When entertainment electronics devices reproduce an audio signal, changes in the signal may occur due to the circuit layout or physical laws. There are 2 key types of distortion: linear and non-linear distortion. By the way, both often occur at the same time.

a) Linear distortion

First of all, linear distortion is irrelevant for the THD. With linear distortion, the original wave form of the audio signal does not change which means no overtones are created. Instead, there is a change in amplitude (volume): the bass drops, the treble is boosted. If high frequencies are attenuated more, the human ear perceives a duller sound or a brighter sound if high frequencies are amplified. Phase shifts are also one of the linear distortions. These occur if a tweeter, i.e. a speaker specifically designed for high frequencies, emits sound waves before the bass-midrange speaker or subwoofer, i.e. high and low frequencies from two different sound sources overlap unfavourably. 3-way speakers are particularly susceptible to this problem.

b) Non-linear distortion

Harmonic Distortion is caused by non-linear distortions. With non-linear distortion, frequencies can be detected in the output signal which were not present in the input signal. Unlike with linear distortion, the wave form of the audio signal changes and thus the sound character. Distortion occurs in speakers because the applied components are non-linear which is particularly the case with semiconductors and electron tubes. This changes the sine wave at the input of a speaker. The consequence:

In case of overdrive, both the positive and negative amplitude range is cut off. The signal then contains waves which our hearing perceives as overtones.

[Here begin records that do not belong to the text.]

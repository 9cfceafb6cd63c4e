use super::Result;
use futures::StreamExt;
use indicatif::{ProgressBar, ProgressStyle};
use reqwest::Client;
use std::fs;
use std::path::Path;
use tempfile::NamedTempFile;
use tokio::io::AsyncWriteExt;
use tracing::{info, instrument};

/// San Francisco open data export of the Mobile Food Facility Permit dataset.
pub const PERMITS_URL: &str =
    "https://data.sfgov.org/api/views/rqzj-sfat/rows.csv?accessType=DOWNLOAD";

#[instrument(name = "Download permit data", level = "info")]
pub fn download_permits() -> Result<NamedTempFile> {
    let rt = tokio::runtime::Runtime::new()?;

    rt.block_on(async {
        let client = Client::new();
        download_to_temp_file(&client, PERMITS_URL).await
    })
}

/// Download the permit CSV and persist it at `dest`, creating parent directories.
#[instrument(name = "Download permit data to path", level = "info")]
pub fn download_permits_to(dest: &Path) -> Result<()> {
    let temp_file = download_permits()?;
    if let Some(parent) = dest.parent() {
        fs::create_dir_all(parent)?;
    }
    fs::copy(temp_file.path(), dest)?;
    info!(path = ?dest, "Permit data saved");
    Ok(())
}

async fn download_to_temp_file(client: &Client, url: &str) -> Result<NamedTempFile> {
    info!(url, "Starting download");
    let response = client.get(url).send().await?.error_for_status()?;

    let total_size = response.content_length().unwrap_or(0);

    let pb = ProgressBar::new(total_size);
    pb.set_style(
        ProgressStyle::default_bar()
            .template("{msg}\n{spinner:.green} [{elapsed_precise}] [{wide_bar:.cyan/blue}] {bytes}/{total_bytes} ({bytes_per_sec}, {eta})")
            .unwrap_or_else(|_| ProgressStyle::default_bar())
            .progress_chars("█░"),
    );
    pb.set_message("Downloading mobile food facility permits");

    let temp_file = NamedTempFile::with_suffix(".csv")?;
    let mut dest_file = tokio::fs::File::create(temp_file.path()).await?;

    let mut stream = response.bytes_stream();
    while let Some(item) = stream.next().await {
        let chunk = item?;
        dest_file.write_all(&chunk).await?;
        pb.inc(chunk.len() as u64);
    }
    dest_file.flush().await?;
    pb.finish_and_clear();
    Ok(temp_file)
}
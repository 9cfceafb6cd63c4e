use std::path::Path;

use polars::prelude::*;

use super::Result;

/// Source CSV header paired with the column name the rest of the pipeline uses.
pub const PERMIT_COLUMNS: [(&str, &str); 8] = [
    ("locationid", "location_id"),
    ("Applicant", "applicant"),
    ("FacilityType", "facility_type"),
    ("Address", "address"),
    ("Status", "status"),
    ("FoodItems", "food_items"),
    ("Latitude", "latitude"),
    ("Longitude", "longitude"),
];

/// Scan the permit CSV into a lazy frame of raw text columns.
///
/// Every column is read as `String`, coordinates included: turning the text
/// into numbers is the catalog's job, so a garbage cell never fails the load.
/// Row order is the file order.
pub fn get_permits_lf(path: impl AsRef<Path>) -> Result<LazyFrame> {
    Ok(LazyCsvReader::new(path)
        .with_has_header(true)
        .with_infer_schema_length(Some(0))
        .finish()?
        .select(PERMIT_COLUMNS.map(|(source, target)| {
            col(source).cast(DataType::String).alias(target)
        })))
}

/// Output column names, in the order [`get_permits_lf`] produces them.
pub fn permit_column_names() -> Vec<&'static str> {
    PERMIT_COLUMNS.iter().map(|(_, target)| *target).collect()
}
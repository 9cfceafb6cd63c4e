use polars::prelude::LazyFrame;
use std::path::{Path, PathBuf};
use tempfile::NamedTempFile;
use tracing::{info, instrument, warn};

#[cfg(feature = "download_data")]
pub mod fetch;

pub(super) mod permits;

pub use super::error::Result;
use crate::{DataError, test_data::TestDataConfig};
pub use permits::{PERMIT_COLUMNS, permit_column_names};

/// File name of the permit export inside `<DATA_DIR>/raw/`.
pub const PERMITS_FILE_NAME: &str = "Mobile_Food_Facility_Permit.csv";

/// Where the permit CSV comes from.
#[derive(Debug, Clone, Default)]
pub enum DataSource {
    /// A CSV at an explicit path.
    File(PathBuf),
    /// `<DATA_DIR>/raw/Mobile_Food_Facility_Permit.csv`, downloaded on first use
    /// when the `download_data` feature is enabled.
    #[default]
    DataDir,
    /// A fresh download into a temporary file.
    Download,
    /// Synthetic rows written to a temporary file.
    Test(TestDataConfig),
}

impl DataSource {
    /// Short human readable label, recorded in the catalog metadata.
    pub fn label(&self) -> String {
        match self {
            Self::File(path) => format!("file:{}", path.display()),
            Self::DataDir => "data_dir".to_string(),
            Self::Download => "download".to_string(),
            Self::Test(_) => "test_data".to_string(),
        }
    }
}

/// A located permit CSV. Temporary files are deleted when this is dropped.
#[derive(Debug)]
pub enum RawPermitFile {
    Path(PathBuf),
    Temp(NamedTempFile),
}

impl RawPermitFile {
    pub fn path(&self) -> &Path {
        match self {
            Self::Path(path) => path,
            Self::Temp(file) => file.path(),
        }
    }
}

impl AsRef<Path> for RawPermitFile {
    fn as_ref(&self) -> &Path {
        self.path()
    }
}

/// Resolve a [`DataSource`] to a CSV file on disk.
///
/// For [`DataSource::DataDir`] the file is looked up in `<DATA_DIR>/raw/`. If
/// it is missing while [`crate::should_use_test_data`] holds, synthetic rows
/// from [`TestDataConfig::default`] are used instead and nothing is fetched.
/// Otherwise, with the `download_data` feature it is downloaded there first;
/// without it a `RequiredFilesNotFound` error is returned.
#[instrument(name = "Get permit raw data", level = "info")]
pub fn get_raw_data(source: &DataSource) -> Result<RawPermitFile> {
    match source {
        DataSource::File(path) => {
            if path.exists() {
                Ok(RawPermitFile::Path(path.clone()))
            } else {
                Err(DataError::PermitFileNotFound(path.clone()))
            }
        }
        DataSource::DataDir => {
            let raw_dir = crate::get_data_dir().join("raw");
            info!("Checking for raw data in: {}", raw_dir.display());
            let permits_path = raw_dir.join(PERMITS_FILE_NAME);

            if permits_path.exists() {
                info!("Found existing permit file");
                return Ok(RawPermitFile::Path(permits_path));
            }

            warn!("Permit file not found");

            if crate::should_use_test_data() {
                info!("Test data in use, generating synthetic permits instead of downloading");
                return Ok(RawPermitFile::Temp(crate::test_data::create_test_data(
                    &TestDataConfig::default(),
                )?));
            }

            #[cfg(feature = "download_data")]
            {
                info!("Attempting to download permit data as download_data feature is enabled.");
                fetch::download_permits_to(&permits_path)?;
                Ok(RawPermitFile::Path(permits_path))
            }
            #[cfg(not(feature = "download_data"))]
            {
                warn!("Download_data feature is disabled. Cannot download missing files.");
                Err(DataError::RequiredFilesNotFound)
            }
        }
        DataSource::Download => {
            #[cfg(feature = "download_data")]
            {
                Ok(RawPermitFile::Temp(fetch::download_permits()?))
            }
            #[cfg(not(feature = "download_data"))]
            {
                Err(DataError::DownloadDisabled)
            }
        }
        DataSource::Test(config) => Ok(RawPermitFile::Temp(
            crate::test_data::create_test_data(config)?,
        )),
    }
}

#[instrument(name = "Transform permit data", skip_all, level = "info")]
pub fn get_raw_data_as_lazy_frame(raw_data: &RawPermitFile) -> Result<LazyFrame> {
    permits::get_permits_lf(raw_data)
}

When and how does harmonic distortion become audible?

The higher the THD, the better the ability for the human ear to notice the distortion. The intensity of audible harmonic distortion depends on two factors:

a) The frequency range

Acoustic perception is most sensitive at the mid frequencies between 1,000 and 4,000 Hz. For the Total Harmonic Distortion this means: in the mid-frequency range, the human ear is able to perceive even the slightest non-linear distortion (up to 0.5%). The situation is different in the low-frequency bass range (up to 150 Hz): in this case, the human ear is not sensitive enough to detect harmonic distortions below 5%.

b) Harmonic and non-harmonic distortions

The THD describes the ratio of harmonic distortions to the overall signal. This means, we distinguish between harmonic and non-harmonic distortions.

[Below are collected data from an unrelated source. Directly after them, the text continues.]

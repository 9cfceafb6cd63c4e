use super::error::Result;
use crate::raw::{self, DataSource, RawPermitFile};
use chrono::{DateTime, Utc};
use once_cell::sync::OnceCell;
use polars::prelude::*;
use std::sync::Arc;
use tracing::{info, instrument};

/// Facts about a loaded permit frame.
#[derive(Debug, Clone)]
pub struct CatalogMetadata {
    /// Label of the [`DataSource`] the rows were read from
    pub source: String,
    /// When the CSV was collected into memory
    pub loaded_at: DateTime<Utc>,
    /// Number of rows read
    pub rows: usize,
}

struct LoadedPermits {
    df: DataFrame,
    metadata: CatalogMetadata,
}

/// The permit CSV for one [`DataSource`], collected into memory on first access.
///
/// The located file is held for the lifetime of this value so that temporary
/// downloads and test files outlive the frame that reads them.
#[derive(Clone)]
pub struct PermitData {
    source: DataSource,
    raw: Arc<RawPermitFile>,
    loaded: Arc<OnceCell<LoadedPermits>>,
}

impl PermitData {
    /// Locate the CSV for `source`, downloading it if the source requires.
    #[instrument(name = "Locate PermitData", level = "info")]
    pub fn new(source: DataSource) -> Result<Self> {
        let raw = raw::get_raw_data(&source)?;
        info!(path = ?raw.path(), "PermitData: located permit file");
        Ok(Self {
            source,
            raw: Arc::new(raw),
            loaded: Arc::new(OnceCell::new()),
        })
    }

    fn load(&self) -> Result<LoadedPermits> {
        info!(
            path = ?self.raw.path().file_name(),
            "Loading and collecting into memory for the first time..."
        );
        let t_load = std::time::Instant::now();
        let df = raw::get_raw_data_as_lazy_frame(&self.raw)?.collect()?;
        let metadata = CatalogMetadata {
            source: self.source.label(),
            loaded_at: Utc::now(),
            rows: df.height(),
        };
        info!(
            rows = metadata.rows,
            time_collected = ?t_load.elapsed(),
            "Collected into memory"
        );
        Ok(LoadedPermits { df, metadata })
    }

    fn loaded(&self) -> Result<&LoadedPermits> {
        self.loaded.get_or_try_init(|| self.load())
    }

    /// Raw text frame with the columns listed in [`raw::PERMIT_COLUMNS`].
    pub fn permits_df(&self) -> Result<&DataFrame> {
        Ok(&self.loaded()?.df)
    }

    pub fn metadata(&self) -> Result<&CatalogMetadata> {
        Ok(&self.loaded()?.metadata)
    }

    pub fn source(&self) -> &DataSource {
        &self.source
    }
}

#[cfg(test)]
mod tests {
    use super::*;
    use crate::test_data::TestDataConfig;
    use crate::tests_utils::*;

    #[test]
    fn test_permit_data_from_minimal_test_data() {
        let data = PermitData::new(DataSource::Test(TestDataConfig::minimal())).unwrap();
        let df = data.permits_df().unwrap();

        assert_eq!(df.height(), 2);
        assert_has_columns(df, &raw::permit_column_names());

        let metadata = data.metadata().unwrap();
        assert_eq!(metadata.rows, 2);
        assert_eq!(metadata.source, "test_data");
    }

    #[test]
    fn test_permit_data_collects_once() {
        let data = PermitData::new(DataSource::Test(TestDataConfig::sample())).unwrap();
        let first = data.metadata().unwrap().loaded_at;
        let clone = data.clone();
        let second = clone.metadata().unwrap().loaded_at;
        assert_eq!(first, second, "Clones should share the collected frame");
        assert_eq!(
            data.permits_df().unwrap().height(),
            TestDataConfig::sample().total_rows()
        );
    }

    #[test]
    fn test_permit_data_from_explicit_file() {
        let file = crate::test_data::create_test_data(&TestDataConfig::minimal()).unwrap();
        let data = PermitData::new(DataSource::File(file.path().to_path_buf())).unwrap();
        assert_eq!(data.permits_df().unwrap().height(), 2);
        assert!(data.metadata().unwrap().source.starts_with("file:"));
    }
}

In case of harmonic distortion, the added overtones are in an integer ratio to the fundamental tone. An example: if our fundamental tone has got a frequency of 300 Hz, overtones with a frequency of 600 Hz or 1,200 Hz would be possible. Thus, a distortion in this frequency range still sounds harmonic because the tones are in a similar frequency ratio as it is the case with an octave. Therefore, the ear hardly notices the distortion.
A non-harmonic distortion has got a negative effect on the acoustic perception. Unlike with harmonic distortion, signal components are created which frequencies are not equal to the integer multiples of the fundamental tones. The ear perceives this type of distortion as a foreign body.

How can THD be measured?

With THD, the input and output signals are not identical. Thus, it is important to determine the input or output level at which the evaluation is carried out. Technicians usually calculate distortion as THD+N, i.e. the sum of the Total Harmonic Distortion as mentioned above plus Noise (i.e. the new overtones). The measuring technique records the ratio of the effective values of the new overtones to the input signal in a previously specified frequency range.

Distortion is usually expressed as the ratio of signal voltage to voltage distortion and is indicated in percentage (or decibel).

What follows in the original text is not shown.